PROVIDED RECORDS section start

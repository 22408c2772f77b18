use std::sync::Arc;

use axum::extract::{Query, State};
use axum::http::StatusCode;
use axum::response::{IntoResponse, Response};
use axum::routing::get;
use axum::{Json, Router};
use serde::Deserialize;
use tracing::{error, info, instrument};

use crate::cache::ScoreCache;

pub const SOURCE_HEADER: &str = "x-games-source";

#[derive(Clone)]
pub struct AppState {
    pub cache: Arc<ScoreCache>,
}

pub fn router(state: AppState) -> Router {
    Router::new()
        .route("/api/games", get(get_games))
        .with_state(state)
}

#[derive(Debug, Deserialize)]
pub struct GamesQuery {
    #[serde(default)]
    pub refresh: bool,
}

#[instrument(skip(state))]
async fn get_games(State(state): State<AppState>, Query(query): Query<GamesQuery>) -> Response {
    let cache = state.cache.clone();
    // The feed client is blocking; keep it off the async workers.
    let result = tokio::task::spawn_blocking(move || cache.get_games(query.refresh)).await;
    match result {
        Ok(Ok((payload, served_from))) => {
            info!(source = served_from.as_str(), games = payload.data.len(), "Serving games");
            ([(SOURCE_HEADER, served_from.as_str())], Json(payload)).into_response()
        }
        Ok(Err(e)) => {
            error!(error = %e, "Failed to fetch games with nothing cached");
            error_response(e.to_string())
        }
        Err(e) => {
            error!(error = %e, "Games fetch task failed");
            error_response(e.to_string())
        }
    }
}

fn error_response(detail: String) -> Response {
    (
        StatusCode::INTERNAL_SERVER_ERROR,
        Json(serde_json::json!({
            "message": "Failed to fetch games data",
            "error": detail,
        })),
    )
        .into_response()
}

PROVIDED RECORDS section end

**ASSIGNMENT:** From the first record to the last, print each one exactly.

**EXERCISE ANSWER:**
repository 22408c2772f77b18
use std::sync::Arc;

use axum::extract::{Query, State};
use axum::http::StatusCode;
use axum::response::{IntoResponse, Response};
use axum::routing::get;
use axum::{Json, Router};
use serde::Deserialize;
use tracing::{error, info, instrument};

use crate::cache::ScoreCache;

pub const SOURCE_HEADER: &str = "x-games-source";

#[derive(Clone)]
pub struct AppState {
    pub cache: Arc<ScoreCache>,
}

pub fn router(state: AppState) -> Router {
    Router::new()
        .route("/api/games", get(get_games))
        .with_state(state)
}

#[derive(Debug, Deserialize)]
pub struct GamesQuery {
    #[serde(default)]
    pub refresh: bool,
}

#[instrument(skip(state))]
async fn get_games(State(state): State<AppState>, Query(query): Query<GamesQuery>) -> Response {
    let cache = state.cache.clone();
    // The feed client is blocking; keep it off the async workers.
    let result = tokio::task::spawn_blocking(move || cache.get_games(query.refresh)).await;
    match result {
        Ok(Ok((payload, served_from))) => {
            info!(source = served_from.as_str(), games = payload.data.len(), "Serving games");
            ([(SOURCE_HEADER, served_from.as_str())], Json(payload)).into_response()
        }
        Ok(Err(e)) => {
            error!(error = %e, "Failed to fetch games with nothing cached");
            error_response(e.to_string())
        }
        Err(e) => {
            error!(error = %e, "Games fetch task failed");
            error_response(e.to_string())
        }
    }
}

fn error_response(detail: String) -> Response {
    (
        StatusCode::INTERNAL_SERVER_ERROR,
        Json(serde_json::json!({
            "message": "Failed to fetch games data",
            "error": detail,
        })),
    )
        .into_response()
}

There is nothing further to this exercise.